Carolyn Lawson, the embattled state technology executive who oversaw much of the development of Oregon’s troubled health insurance exchange, has resigned for personal reasons.

It was Lawson, chief information officer at the Oregon Health Authority, who decided the state could manage the complex exchange project itself, rather than hire a private-sector systems integrator, a decision since criticized by her superiors. Lawson also was close to Oracle Corp., the California technology giant that has been blamed for doing shoddy work and repeatedly missing deadlines. …

As The Oregonian reported Sunday, the exchange has been plagued by poor work by Oracle. Miscues by state managers have also figured prominently in the exchange’s issues.

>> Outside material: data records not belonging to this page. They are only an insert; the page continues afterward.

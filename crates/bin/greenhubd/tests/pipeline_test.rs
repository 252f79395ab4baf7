//! End-to-end pipeline tests: telemetry in, device commands and notifications
//! out, against in-memory `SQLite` and fake outbound adapters.

use std::future::Future;
use std::sync::{Arc, Mutex};
use std::time::Duration;

use greenhub_adapter_storage_sqlite_sqlx::{
    Config, Database, SqliteDeviceRepository, SqliteExecutionLog, SqliteReadingRepository,
    SqliteRuleRepository, SqliteSensorRepository,
};
use greenhub_app::action_queue::ActionQueue;
use greenhub_app::cache::InMemoryReadingCache;
use greenhub_app::discovery::SensorResolver;
use greenhub_app::executor::{ActionExecutor, ActionWorker, NotificationDefaults};
use greenhub_app::ingestion::{Ingested, TelemetryIngestor};
use greenhub_app::notification::{NotificationDispatcher, RetryPolicy};
use greenhub_app::ports::{
    DeviceCommandPublisher, ExecutionLog, NotificationTransport, RuleRepository, TransportError,
};
use greenhub_app::rule_engine::RuleEngine;
use greenhub_app::services::device_service::DeviceService;
use greenhub_app::services::rule_service::RuleService;
use greenhub_app::services::sensor_service::SensorService;
use greenhub_domain::device::Device;
use greenhub_domain::error::{GreenHubError, ValidationError};
use greenhub_domain::id::DeviceId;
use greenhub_domain::notification::{NotificationRequest, TransportKind};
use greenhub_domain::rule::{
    Action, ActionKind, Condition, DeviceCommand, Operator, Priority, Rule, RuleStatus,
    TargetChannel,
};
use greenhub_domain::sensor::{FieldRange, Sensor};

const TANK_TOPIC: &str = "greenhub/sensors/tank-1/telemetry";
const DOSER_TOPIC: &str = "greenhub/devices/doser-1/set";

#[derive(Clone, Default)]
struct RecordingPublisher {
    published: Arc<Mutex<Vec<(String, serde_json::Value)>>>,
}

impl DeviceCommandPublisher for RecordingPublisher {
    fn publish(
        &self,
        topic: String,
        payload: serde_json::Value,
    ) -> impl Future<Output = Result<(), GreenHubError>> + Send {
        self.published.lock().unwrap().push((topic, payload));
        async { Ok(()) }
    }
}

#[derive(Clone, Default)]
struct RecordingWebhook {
    delivered: Arc<Mutex<Vec<NotificationRequest>>>,
}

impl NotificationTransport for RecordingWebhook {
    fn available(&self) -> Vec<TransportKind> {
        vec![TransportKind::Webhook]
    }

    fn deliver(
        &self,
        kind: TransportKind,
        request: &NotificationRequest,
    ) -> impl Future<Output = Result<(), TransportError>> + Send {
        let result = if kind == TransportKind::Webhook {
            self.delivered.lock().unwrap().push(request.clone());
            Ok(())
        } else {
            Err(TransportError::NotConfigured(kind))
        };
        async move { result }
    }
}

type Engine = RuleEngine<Arc<InMemoryReadingCache>, SqliteRuleRepository, SqliteExecutionLog>;
type Ingestor = TelemetryIngestor<
    SqliteSensorRepository,
    SqliteReadingRepository,
    Arc<InMemoryReadingCache>,
    Arc<Engine>,
>;
type Worker =
    ActionWorker<SqliteDeviceRepository, RecordingPublisher, RecordingWebhook, SqliteExecutionLog>;

struct Harness {
    _db: Database,
    sensors: SensorService<SqliteSensorRepository>,
    devices: DeviceService<SqliteDeviceRepository>,
    rules: RuleService<
        SqliteRuleRepository,
        SqliteSensorRepository,
        SqliteDeviceRepository,
        Arc<Engine>,
    >,
    rule_repo: SqliteRuleRepository,
    log: SqliteExecutionLog,
    engine: Arc<Engine>,
    ingestor: Ingestor,
    queue: Arc<ActionQueue>,
    worker: Worker,
    publisher: RecordingPublisher,
    webhook: RecordingWebhook,
}

async fn harness() -> Harness {
    let db = Config::new("sqlite::memory:").build().await.unwrap();
    let pool = db.pool().clone();
    let sensor_repo = SqliteSensorRepository::new(pool.clone());
    let device_repo = SqliteDeviceRepository::new(pool.clone());
    let rule_repo = SqliteRuleRepository::new(pool.clone());
    let log = SqliteExecutionLog::new(pool.clone());

    let cache = Arc::new(InMemoryReadingCache::new(Duration::from_secs(300)));
    let queue = Arc::new(ActionQueue::new(16));
    let engine = Arc::new(RuleEngine::new(
        Arc::clone(&cache),
        rule_repo.clone(),
        log.clone(),
        Arc::clone(&queue),
    ));
    let resolver = SensorResolver::new(sensor_repo.clone());
    let ingestor = TelemetryIngestor::new(
        resolver.clone(),
        SqliteReadingRepository::new(pool),
        cache,
        Arc::clone(&engine),
    );

    let publisher = RecordingPublisher::default();
    let webhook = RecordingWebhook::default();
    let executor = ActionExecutor::new(
        device_repo.clone(),
        publisher.clone(),
        NotificationDispatcher::new(webhook.clone(), RetryPolicy::default()),
        NotificationDefaults::default(),
    );
    let worker = ActionWorker::new(Arc::clone(&queue), Arc::new(executor), log.clone());

    Harness {
        _db: db,
        sensors: SensorService::new(sensor_repo.clone(), resolver),
        devices: DeviceService::new(device_repo.clone()),
        rules: RuleService::new(
            rule_repo.clone(),
            sensor_repo,
            device_repo,
            Arc::clone(&engine),
        ),
        rule_repo,
        log,
        engine,
        ingestor,
        queue,
        worker,
        publisher,
        webhook,
    }
}

impl Harness {
    async fn tank_and_doser(&self) -> (Sensor, Device) {
        let tank = self
            .sensors
            .create_sensor(
                Sensor::builder()
                    .topic(TANK_TOPIC)
                    .field("ph", FieldRange::new(0.0, 14.0))
                    .build()
                    .unwrap(),
            )
            .await
            .unwrap();
        let doser = self
            .devices
            .create_device(
                Device::builder()
                    .hardware_id("doser-1")
                    .name("Acid doser")
                    .control_topic(DOSER_TOPIC)
                    .build()
                    .unwrap(),
            )
            .await
            .unwrap();
        (tank, doser)
    }

    async fn ph_rule(&self, tank: &Sensor, device_id: DeviceId) -> Result<Rule, GreenHubError> {
        self.rules
            .create_rule(
                Rule::builder()
                    .name("pH too low")
                    .condition(Condition::compare(tank.id, "ph", Operator::Lt, 5.5))
                    .action(Action::DeviceControl {
                        device_id,
                        command: DeviceCommand::TurnOn,
                    })
                    .action(Action::Notify {
                        channel: None,
                        target_channel: None,
                        template: "pH {{ values.ph }} on {{ sensor.hardware_id }}".to_string(),
                        priority: Some(Priority::High),
                    })
                    .cooldown_secs(600)
                    .build()
                    .unwrap(),
            )
            .await
    }

    async fn drain_actions(&self) {
        while !self.queue.is_empty() {
            let job = self.queue.pop().await.unwrap();
            self.worker.process(&job).await;
        }
    }
}

#[tokio::test]
async fn should_run_actions_once_for_low_ph_and_suppress_repeat() {
    let h = harness().await;
    let (tank, doser) = h.tank_and_doser().await;
    let rule = h.ph_rule(&tank, doser.id).await.unwrap();

    let ingested = h.ingestor.ingest(TANK_TOPIC, br#"{"ph": 5.2}"#).await.unwrap();
    assert!(matches!(ingested, Ingested::Accepted(_)));
    assert_eq!(h.queue.len(), 1);
    h.drain_actions().await;

    assert_eq!(
        *h.publisher.published.lock().unwrap(),
        vec![(DOSER_TOPIC.to_string(), serde_json::json!({ "state": true }))]
    );
    {
        let delivered = h.webhook.delivered.lock().unwrap();
        assert_eq!(delivered.len(), 1);
        assert_eq!(delivered[0].message, "pH 5.2 on tank-1");
        assert_eq!(delivered[0].channel, "telegram");
        assert_eq!(delivered[0].target_channel, TargetChannel::Webhook);
        assert_eq!(delivered[0].priority, Priority::High);
    }

    let records = h.log.find_by_rule(rule.id, 10).await.unwrap();
    assert_eq!(records.len(), 1);
    let record = &records[0];
    assert!(record.matched);
    assert_eq!(record.sensor_id, tank.id);
    assert_eq!(record.outcomes.len(), 2);
    assert!(record.fully_succeeded());
    assert_eq!(record.outcomes[0].kind, ActionKind::DeviceControl);
    assert_eq!(record.outcomes[1].kind, ActionKind::Notify);
    assert_eq!(record.outcomes[1].transport, Some(TransportKind::Webhook));

    // Second low reading inside the cooldown window.
    h.ingestor.ingest(TANK_TOPIC, br#"{"ph": 5.0}"#).await.unwrap();
    assert!(h.queue.is_empty());
    assert_eq!(h.publisher.published.lock().unwrap().len(), 1);
    assert_eq!(h.log.find_by_rule(rule.id, 10).await.unwrap().len(), 1);

    let stored = h.rule_repo.get_by_id(rule.id).await.unwrap().unwrap();
    assert!(stored.last_triggered.is_some());
}

#[tokio::test]
async fn should_leave_rule_silent_for_normal_ph() {
    let h = harness().await;
    let (tank, doser) = h.tank_and_doser().await;
    let rule = h.ph_rule(&tank, doser.id).await.unwrap();

    h.ingestor.ingest(TANK_TOPIC, br#"{"ph": 6.4}"#).await.unwrap();

    assert!(h.queue.is_empty());
    assert!(h.log.find_by_rule(rule.id, 10).await.unwrap().is_empty());
    assert!(h.publisher.published.lock().unwrap().is_empty());
}

#[tokio::test]
async fn should_stop_firing_once_rule_is_disabled_through_service() {
    let h = harness().await;
    let (tank, doser) = h.tank_and_doser().await;
    let rule = h.ph_rule(&tank, doser.id).await.unwrap();

    h.rules.set_enabled(rule.id, false).await.unwrap();
    h.ingestor.ingest(TANK_TOPIC, br#"{"ph": 4.9}"#).await.unwrap();

    assert_eq!(h.engine.status(rule.id).await, Some(RuleStatus::Disabled));
    assert!(h.queue.is_empty());
    assert!(h.log.find_by_rule(rule.id, 10).await.unwrap().is_empty());

    h.rules.set_enabled(rule.id, true).await.unwrap();
    h.ingestor.ingest(TANK_TOPIC, br#"{"ph": 4.9}"#).await.unwrap();
    assert_eq!(h.queue.len(), 1);
}

#[tokio::test]
async fn should_unload_rule_deleted_through_service() {
    let h = harness().await;
    let (tank, doser) = h.tank_and_doser().await;
    let rule = h.ph_rule(&tank, doser.id).await.unwrap();
    assert_eq!(h.engine.len(), 1);

    h.rules.delete_rule(rule.id).await.unwrap();
    h.ingestor.ingest(TANK_TOPIC, br#"{"ph": 4.9}"#).await.unwrap();

    assert!(h.engine.is_empty());
    assert!(h.queue.is_empty());
}

#[tokio::test]
async fn should_drop_readings_once_sensor_is_deactivated_through_service() {
    let h = harness().await;
    let (tank, doser) = h.tank_and_doser().await;
    h.ph_rule(&tank, doser.id).await.unwrap();
    let first = h.ingestor.ingest(TANK_TOPIC, br#"{"ph": 6.2}"#).await.unwrap();
    assert!(matches!(first, Ingested::Accepted(_)));

    h.sensors.set_active(tank.id, false).await.unwrap();
    let second = h.ingestor.ingest(TANK_TOPIC, br#"{"ph": 4.0}"#).await.unwrap();

    assert!(matches!(second, Ingested::Inactive(sensor) if sensor.id == tank.id));
    assert!(h.queue.is_empty());
}

#[tokio::test]
async fn should_reject_rule_for_unknown_device() {
    let h = harness().await;
    let (tank, _doser) = h.tank_and_doser().await;
    let missing = DeviceId::new();

    let err = h.ph_rule(&tank, missing).await.unwrap_err();

    assert!(matches!(
        err,
        GreenHubError::Validation(ValidationError::UnknownDevice(id)) if id == missing
    ));
    assert!(h.rule_repo.get_all().await.unwrap().is_empty());
}

#[tokio::test]
async fn should_discover_unknown_sensor_and_drop_malformed_payload() {
    let h = harness().await;

    let ingested = h
        .ingestor
        .ingest("greenhub/sensors/greenhouse-3/telemetry", br#"{"temp": 21.5, "hum": 60}"#)
        .await
        .unwrap();
    let Ingested::Accepted(reading) = ingested else {
        panic!("expected the reading to be accepted");
    };
    let discovered = h.sensors.get_sensor(reading.sensor_id).await.unwrap();
    assert_eq!(discovered.hardware_id.as_str(), "greenhouse-3");
    assert!(discovered.schema.contains_key("temp"));

    let err = h
        .ingestor
        .ingest("greenhub/sensors/greenhouse-3/telemetry", b"not json")
        .await
        .unwrap_err();
    assert!(matches!(err, GreenHubError::Decode(_)));
}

An August 2012 report from the project’s quality assurance contractor found the exchange project was disorganized, lacked basic management and budget controls to ensure contractor performance. The exchange’s fate was further endangered by distrust and lack of communication between Lawson’s Oregon Health Authority and Cover Oregon, the public corporation that took over responsibility for the exchange’s contracts in May 2013.

Oregon’s exchange has been plagued with entirely prohibitive glitches since day one, and nearing three months and $160 million Oregonian taxpayer dollars later, they haven’t managed to make the site even just barely functional. Back in mid-November, they predicted that they’d have the site finally ready to go by December 16th — and yet, lo and behold, that deadline has come and gone and their refreshed estimate is kicking the date back by weeks or even months. They do have signups trickling in via paper application (they had to make 400 emergency hires to process applications when they realized their website didn’t have a snowball’s chance in hell of making it off the ground anytime soon), but the back-and-forth required to sign up for health insurance means that’s a mighty slow, complex, and error-prone way to do things. At the last count, Oregon had only enrolled 730 people in private plans — ranking them dead last for signups in the nation. Ouch.